08 April 2012

Neverland Update: The North Wind

The north wind blew extremely cold. We went bouldering anyway, but the gale kept us from accessing most areas in Neverland. Saturday morning dawned cold with some hope that the past weeks of t-shirt weather would cool. Perhaps enough for the Triple X Project to become a reality. It is a temperamental project that requires conditions to be just so. Conditions were not just so, but just frigid. The wind carried a cold not felt in weeks, clearly carried from the northern ice sheets of our planet. We had to find cover and with sun to help warm the day. In the Aspen Grove Sector that was too warm a week ago, the wind was far too strong and the cold too deep. We went deeper into the mountain this time and decided to put up new lines on a completely new hill of rock. On a hill that had some shelter from the storm
For the day, Julian Poush , Seth Sivinski, Josh Oxner, Brandin Blanthorne, and myself made the group. After a meandering wander to find what interested us, we found a nice concentration of good rock that was generally steep. I say good rock, because it did require some cleaning and some of the surface had loose crumblies. Some areas in Neverland have truly extraordinary rock, while others have fantastic to good rock. This stuff was the good rock and far beyond most other rock in Wyoming. The group was pretty much new to the bouldering out there and were more than happy to climb on stone that is so much nicer than Vedauwoo. They quickly grew excited with all the steep stone as well.
A number of new problems went up and a few more projects got added to the list. Everyone played a part cleaning, chalking, spotting, and sharing good beta. Despite bitter wind snaking in at 60mph we had a great session in the sun and sheltered zones among the huge blocs.
Seth giving it hell on a Josh Oxner problem that was put up minutes before
Josh on a nice steep line he and Seth cleaned. The left exit is a project of Josh's and a good one
Julian working the exit moves of his new roof project. He nearly finished the line, but will have to return for the send.

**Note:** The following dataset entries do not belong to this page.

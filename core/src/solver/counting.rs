use super::ProgressSnapshot;
use crate::*;

/// Runs counting passes until one changes nothing. Returns the pass count
/// and the total number of tile transitions. Convergence is guaranteed:
/// tiles only move covered→opened or covered→flagged, never back.
pub(crate) fn run_to_fixpoint(
    board: &mut Board,
    on_pass: &mut impl FnMut(ProgressSnapshot),
) -> (u32, usize) {
    let mut passes = 0;
    let mut total = 0;

    loop {
        let changes = pass(board);
        passes += 1;
        total += changes;
        on_pass(ProgressSnapshot::from_board(board));
        if changes == 0 {
            return (passes, total);
        }
    }
}

fn pass(board: &mut Board) -> usize {
    let mut changes = 0;

    for at in board.unsolved_border() {
        // Every missing mine already flagged: the rest of the neighborhood
        // is safe.
        if board.remaining_at(at) == 0 {
            for pos in board.covered_neighbors_at(at) {
                if board.open_at(pos) {
                    changes += 1;
                }
            }
        }

        // Covered neighbors exactly fit the missing mines: all of them are
        // mines.
        let covered = board.covered_neighbors_at(at);
        if covered.len() as i16 == board.remaining_at(at) {
            for pos in covered {
                if board.flag_at(pos) {
                    changes += 1;
                }
            }
        }
    }

    // Whole-board sweeps, independent of any border tile.
    let covered = board.all_covered();
    let mines_left = i64::from(board.mine_count()) - i64::from(board.flagged_count());
    if mines_left == 0 {
        for &pos in &covered {
            if board.open_at(pos) {
                changes += 1;
            }
        }
    }
    if covered.len() as i64 == mines_left {
        for &pos in &covered {
            if board.flag_at(pos) {
                changes += 1;
            }
        }
    }

    changes
}
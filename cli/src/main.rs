use std::time::{Duration, Instant, SystemTime, UNIX_EPOCH};

use anyhow::Context;
use clap::{Parser, ValueEnum};
use clearsweep_core::{
    Board, GameConfig, RandomMineGenerator, SolveReport, solve, solve_with_progress,
};
use rand::prelude::*;
use serde::Serialize;

mod render;

#[derive(Parser, Debug)]
#[command(version, about = "Deduction-only minesweeper auto-solver", long_about = None)]
struct Args {
    /// What log level to use
    #[command(flatten)]
    verbose: clap_verbosity_flag::Verbosity,

    /// Standard board size and mine count
    #[arg(short, long, value_enum, conflicts_with_all = ["rows", "cols", "mines"])]
    preset: Option<Preset>,

    /// Board rows
    #[arg(long, default_value_t = 9)]
    rows: u16,

    /// Board columns
    #[arg(long, default_value_t = 9)]
    cols: u16,

    /// Mine count
    #[arg(long, default_value_t = 10)]
    mines: u32,

    /// Number of boards to generate and solve
    #[arg(short, long, default_value_t = 1)]
    trials: u32,

    /// Force a seed instead of random
    #[arg(short, long)]
    seed: Option<u64>,

    /// Print a count line after every counting pass
    #[arg(long)]
    progress: bool,

    /// Render the final state of every board
    #[arg(long)]
    show: bool,

    /// Render the fully revealed board (mines and all numbers)
    #[arg(long)]
    reveal: bool,

    /// Emit one JSON record per trial
    #[arg(long)]
    json: bool,
}

#[derive(Copy, Clone, Debug, ValueEnum)]
enum Preset {
    /// 9x9, 10 mines
    Beginner,
    /// 16x16, 40 mines
    Intermediate,
    /// 16x30, 99 mines
    Expert,
}

impl Preset {
    fn config(self) -> GameConfig {
        match self {
            Self::Beginner => GameConfig::new((9, 9), 10),
            Self::Intermediate => GameConfig::new((16, 16), 40),
            Self::Expert => GameConfig::new((16, 30), 99),
        }
    }
}

#[derive(Serialize)]
struct TrialRecord<'a> {
    trial: u32,
    seed: u64,
    solved: bool,
    elapsed_ms: u128,
    #[serde(flatten)]
    report: &'a SolveReport,
}

fn main() -> anyhow::Result<()> {
    let args = Args::parse();
    env_logger::Builder::new()
        .filter_level(args.verbose.log_level_filter())
        .init();

    let config = match args.preset {
        Some(preset) => preset.config(),
        None => GameConfig::new((args.rows, args.cols), args.mines),
    };
    config.validate().context("invalid board configuration")?;

    let base_seed = args.seed.unwrap_or_else(entropy_seed);
    log::debug!("base seed: {base_seed}");
    let mut seeder = SmallRng::seed_from_u64(base_seed);

    let mut wins = 0u32;
    let mut total_exploration = 0.0f64;
    let mut total_time = Duration::ZERO;

    for trial in 0..args.trials {
        let trial_seed: u64 = seeder.random();
        let mut board = Board::new(config)?;
        let start = (
            seeder.random_range(0..config.size.0),
            seeder.random_range(0..config.size.1),
        );
        let mut generator = RandomMineGenerator::from_seed(trial_seed);

        let clock = Instant::now();
        board.start(start, &mut generator)?;
        let report = if args.progress {
            solve_with_progress(&mut board, |snapshot| {
                println!(
                    "pass: opened {} flagged {} covered {}",
                    snapshot.opened, snapshot.flagged, snapshot.covered
                );
            })
        } else {
            solve(&mut board)
        };
        let elapsed = clock.elapsed();

        let solved = board.is_solved();
        if solved {
            wins += 1;
        }
        total_exploration += report.exploration;
        total_time += elapsed;

        if args.reveal {
            print!("{}", render::full_view(&board));
            println!();
        }
        if args.show {
            print!("{}", render::player_view(&board));
            println!();
        }
        if args.json {
            let record = TrialRecord {
                trial,
                seed: trial_seed,
                solved,
                elapsed_ms: elapsed.as_millis(),
                report: &report,
            };
            println!("{}", serde_json::to_string(&record)?);
        }
        log::info!(
            "trial {trial}: {:?} after {} rounds, {:.1}% explored, flags {}/{}",
            report.outcome,
            report.rounds,
            report.exploration,
            report.tiles_flagged,
            report.total_mines,
        );
    }

    if !args.json {
        print_summary(args.trials, wins, total_exploration, total_time);
    }
    Ok(())
}

fn print_summary(trials: u32, wins: u32, total_exploration: f64, total_time: Duration) {
    if trials == 1 {
        if wins == 1 {
            println!("won");
        } else {
            println!("stuck: explored {total_exploration:.1}%");
        }
        return;
    }

    let count = f64::from(trials);
    println!("trials:          {trials}");
    println!("win rate:        {:.1}%", 100.0 * f64::from(wins) / count);
    println!("avg exploration: {:.1}%", total_exploration / count);
    println!("avg time:        {:?}", total_time / trials);
    println!("total time:      {total_time:?}");
}

fn entropy_seed() -> u64 {
    SystemTime::now()
        .duration_since(UNIX_EPOCH)
        .map(|elapsed| elapsed.as_nanos() as u64)
        .unwrap_or(0)
}
use std::net::SocketAddr;
use std::path::PathBuf;
use std::sync::Arc;

use clap::Parser;
use listpad_server::{ServerState, server};
use tokio::signal;
use tower_http::trace::TraceLayer;
use tracing::info;
use tracing_subscriber::{layer::SubscriberExt, util::SubscriberInitExt};

#[derive(Parser)]
struct Args {
    /// Address to bind. The `PORT` environment variable overrides the port.
    #[clap(long, default_value = "0.0.0.0:3000")]
    host: SocketAddr,
    #[clap(short, long, default_value = "data")]
    storage: PathBuf,
    /// Hide development endpoints. Also implied by NODE_ENV=production.
    #[clap(long)]
    production: bool,
}

#[tokio::main]
async fn main() {
    tracing_subscriber::registry()
        .with(
            tracing_subscriber::EnvFilter::try_from_default_env().unwrap_or_else(|_| {
                format!("{}=info,tower_http=info", env!("CARGO_CRATE_NAME")).into()
            }),
        )
        .with(tracing_subscriber::fmt::layer())
        .init();

    let args = Args::parse();

    let mut host = args.host;
    if let Ok(port) = std::env::var("PORT")
        && let Ok(port) = port.parse()
    {
        host.set_port(port);
    }
    let production =
        args.production || std::env::var("NODE_ENV").is_ok_and(|env| env == "production");

    let state = Arc::new(
        ServerState::new(args.storage, production)
            .await
            .expect("Init server state"),
    );

    info!("Starting server on http://{}", host);

    let listener = tokio::net::TcpListener::bind(host)
        .await
        .expect("Unable to bind to host");
    axum::serve(
        listener,
        server(state.clone()).layer(TraceLayer::new_for_http()),
    )
    .with_graceful_shutdown(shutdown_signal())
    .await
    .unwrap();

    info!("Server has shut down");
    state.persist().await;
}

async fn shutdown_signal() {
    let ctrl_c = async { signal::ctrl_c().await.expect("Listen for ctrl-c") };

    #[cfg(unix)]
    let terminate = async {
        signal::unix::signal(signal::unix::SignalKind::terminate())
            .expect("Install SIGTERM handler")
            .recv()
            .await;
    };
    #[cfg(not(unix))]
    let terminate = std::future::pending::<()>();

    tokio::select! {
        _ = ctrl_c => {},
        _ = terminate => {},
    }
}
//! Per-connection rate limiting.

use std::sync::Arc;

use anyhow::Result;
use common::*;
use listpad_server::{ServerState, server};
use serde_json::json;

pub mod common;

#[tokio::test]
async fn test_action_burst_trips_the_limit() -> Result<()> {
    logging();
    let client = TestClient::start(server(Arc::new(ServerState::temporary().await?))).await?;

    let mut socket = client.connect(Some("alice")).await?;
    socket.handshake("user-alice").await?;

    for i in 0..41 {
        socket
            .send(&json!({
                "type": "bulletin_action",
                "action": {"type": "add_bulletin", "text": format!("post {i}")}
            }))
            .await;
    }

    // Each accepted action answers with a bulletins snapshot; the
    // rejected one answers with an error. Count until all 41 frames
    // have an outcome.
    let mut accepted = 0;
    let mut rejected = 0;
    let mut last_snapshot = json!([]);
    while accepted + rejected < 41 {
        let msg = socket.recv().await?;
        match msg["type"].as_str() {
            Some("snapshot") if msg["doc"] == json!("bulletins") => {
                accepted += 1;
                last_snapshot = msg["state"].clone();
            }
            Some("error") => {
                assert_eq!(msg["code"], "RATE_LIMITED", "{msg}");
                rejected += 1;
            }
            _ => {}
        }
    }
    assert_eq!(accepted, 40);
    assert_eq!(rejected, 1);
    assert_eq!(last_snapshot.as_array().unwrap().len(), 40);

    // Zero-cost frames still go through while the bucket is empty.
    socket
        .send(&json!({"type": "request_full_state", "doc": "bulletins"}))
        .await;
    let state = socket.recv_snapshot(&json!("bulletins")).await?;
    assert_eq!(state.as_array().unwrap().len(), 40);
    Ok(())
}

#[tokio::test]
async fn test_rejected_actions_leave_no_trace() -> Result<()> {
    logging();
    let client = TestClient::start(server(Arc::new(ServerState::temporary().await?))).await?;

    let mut alice = client.connect(Some("alice")).await?;
    alice.handshake("user-alice").await?;
    let mut bob = client.connect(Some("bob")).await?;
    bob.handshake("user-bob").await?;

    for i in 0..45 {
        alice
            .send(&json!({
                "type": "bulletin_action",
                "action": {"type": "add_bulletin", "text": format!("post {i}")}
            }))
            .await;
    }
    let err = alice.recv_type("error").await?;
    assert_eq!(err["code"], "RATE_LIMITED");

    // Bob's bucket is untouched by Alice's burst.
    bob.send(&json!({
        "type": "bulletin_action",
        "action": {"type": "add_bulletin", "text": "still fine"}
    }))
    .await;
    let mut found = false;
    for _ in 0..50 {
        let state = bob.recv_snapshot(&json!("bulletins")).await?;
        if state
            .as_array()
            .unwrap()
            .iter()
            .any(|b| b["text"] == "still fine")
        {
            found = true;
            break;
        }
    }
    assert!(found);
    Ok(())
}
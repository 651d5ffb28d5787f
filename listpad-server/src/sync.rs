//! Per-subscription CRDT sync.
//!
//! Sync messages are opaque automerge protocol bytes, base64-encoded
//! on the wire. Each subscription holds its own [`State`]; inbound
//! frames are merged into the authoritative document and the outbound
//! loop drains generated messages until the protocol is quiescent.

use anyhow::{Context, Result};
use automerge::AutoCommit;
use automerge::sync::{Message, State, SyncDoc};
use base64::Engine;
use base64::engine::general_purpose::STANDARD as BASE64;

/// Merge one client sync frame into `doc`.
pub fn receive(doc: &mut AutoCommit, state: &mut State, data: &str) -> Result<()> {
    let bytes = BASE64
        .decode(data)
        .context("sync payload is not valid base64")?;
    let message = Message::decode(&bytes).context("malformed sync message")?;
    doc.sync()
        .receive_sync_message(state, message)
        .context("sync message rejected")?;
    Ok(())
}

/// Drain outbound sync messages for one peer until quiescent.
pub fn generate(doc: &mut AutoCommit, state: &mut State) -> Vec<String> {
    let mut frames = Vec::new();
    while let Some(message) = doc.sync().generate_sync_message(state) {
        frames.push(BASE64.encode(message.encode()));
    }
    frames
}
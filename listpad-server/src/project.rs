//! Privacy-filtered snapshot projection.
//!
//! Snapshots are plain-JSON views of the documents, filtered for the
//! viewing user. They are what clients render; the binary sync stream
//! carries the full CRDT and is gated at subscribe time instead.

use anyhow::Result;
use automerge::AutoCommit;
use serde::Serialize;

use crate::access::visible_to;
use crate::doc::DocKey;
use crate::ids::{ListId, UserId};
use crate::model::{self, Bulletin, ListEntry, Item, Visibility};

/// Projection of a list document.
#[derive(Debug, Serialize)]
#[serde(rename_all = "camelCase")]
pub struct ListSnapshot {
    pub list_id: ListId,
    pub items: Vec<Item>,
}

/// A privacy-filtered projection of one document.
#[derive(Debug, Serialize)]
#[serde(untagged)]
pub enum Snapshot {
    Registry(Vec<ListEntry>),
    Bulletins(Vec<Bulletin>),
    List(ListSnapshot),
}

/// Registry entries visible to `viewer`.
pub fn registry_snapshot(doc: &AutoCommit, viewer: &UserId) -> Result<Snapshot> {
    let entries = model::read_entries(doc)?
        .into_iter()
        .filter(|e| visible_to(e, viewer))
        .collect();
    Ok(Snapshot::Registry(entries))
}

/// Bulletins visible to `viewer`: public posts plus the viewer's own.
pub fn bulletins_snapshot(doc: &AutoCommit, viewer: &UserId) -> Result<Snapshot> {
    let bulletins = model::read_bulletins(doc)?
        .into_iter()
        .filter(|b| b.visibility == Visibility::Public || b.author_id == *viewer)
        .collect();
    Ok(Snapshot::Bulletins(bulletins))
}

/// Projection of a list document. Authorization happened at subscribe.
pub fn list_snapshot(doc: &AutoCommit, list_id: &ListId) -> Result<Snapshot> {
    Ok(Snapshot::List(ListSnapshot {
        list_id: model::read_list_id(doc).unwrap_or_else(|| list_id.clone()),
        items: model::read_items(doc)?,
    }))
}

/// Project `doc` (stored under `key`) for `viewer`.
pub fn snapshot_for(doc: &AutoCommit, key: &DocKey, viewer: &UserId) -> Result<Snapshot> {
    match key {
        DocKey::Registry => registry_snapshot(doc, viewer),
        DocKey::Bulletins => bulletins_snapshot(doc, viewer),
        DocKey::List(id) => list_snapshot(doc, id),
    }
}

As the sun shifted in the afternoon and the wind went from 60mph to a more modest 50mph we moved up the valley to a beautiful and large overhanging wall. What I have been calling the Evening Wall collects sun for the last few hours of the day. The location is well hidden from wind in a somewhat flat and open corridor. The corridor itself is because of a large fault that split the boulder from the wall opposite. It is a unique and amazing feature to boulder on. One of the cleanest and consistent angles I have seen anywhere. The wall varies in height from around 40 feet on the bottom end to 6 feet on the upper corridor. It is a massive wall over 100 feet wide.
Josh contemplating the journey of the Evening Wall
Three new problems went up in the corridor. Two on the beautiful and clean wall in the sun and another on a boulder that leans onto the wall creating an a-frame of a cave. The days group is relatively new to the bouldering game and in some cases to climbing. I gave them shit for having such an amazing feature to play on so early on in their climbing lives. Lucky bastards indeed.
Brandin on a project of fantastic quality. I'm sure it will be race to nab the first ascent on this one
One line in particular was a true gem and have to thank Julian for allowing me to try the thing. He spent the time preparing a line of perfection and had the vision to see the thing in the first place. A true pure power problem of two remarkable moves leads to 20 feet of climbing to top out . It traverses and then goes up the weakness of the wall to finish. Really, the opening two moves are the magic of the line and rest a nice compliment. A big opening move from a good but small in-cut goes full reach to a sloping edge gaston that is a perfect move distilled. Holding core tension to keep the foot on is a must. Lock off the bad hold with exacting feet and cross to an edge, then the compliment of the next 20 feet. I thought it was a V8, but haven't named it yet. 
Julian on the move of perfection
All in all the day was a good one. We left after dark and felt well about the day. It was a good group and good bouldering that I hope are a repeat in the near future. Of course we couldn't just boulder. We did walk and look for new boulders to fill our future days with bouldering. A few worth pictures are posted here as a reminder of the place.
The roof on the right side of the boulder is home to a V6/7 and Josh's project. The center prow is Julian's project. The big roof on the left is a full value line and completely high ball on the upper third!
Looking down the huge roof from the above picture. This is the bottom half of the line taken while standing on the boulder seen under the roof
Julian under an absolutely massive line. It starts in the dark back of the roof and climbs a total of 40 feet (yes, we measured) of steeply overhanging gneiss. The crux (seen in the top edge of the image) looks to be V11ish and in the last 15 feet of climbing up the huge and beautiful prow! The top of the problem is well above the edge of the image, but still possible with pads.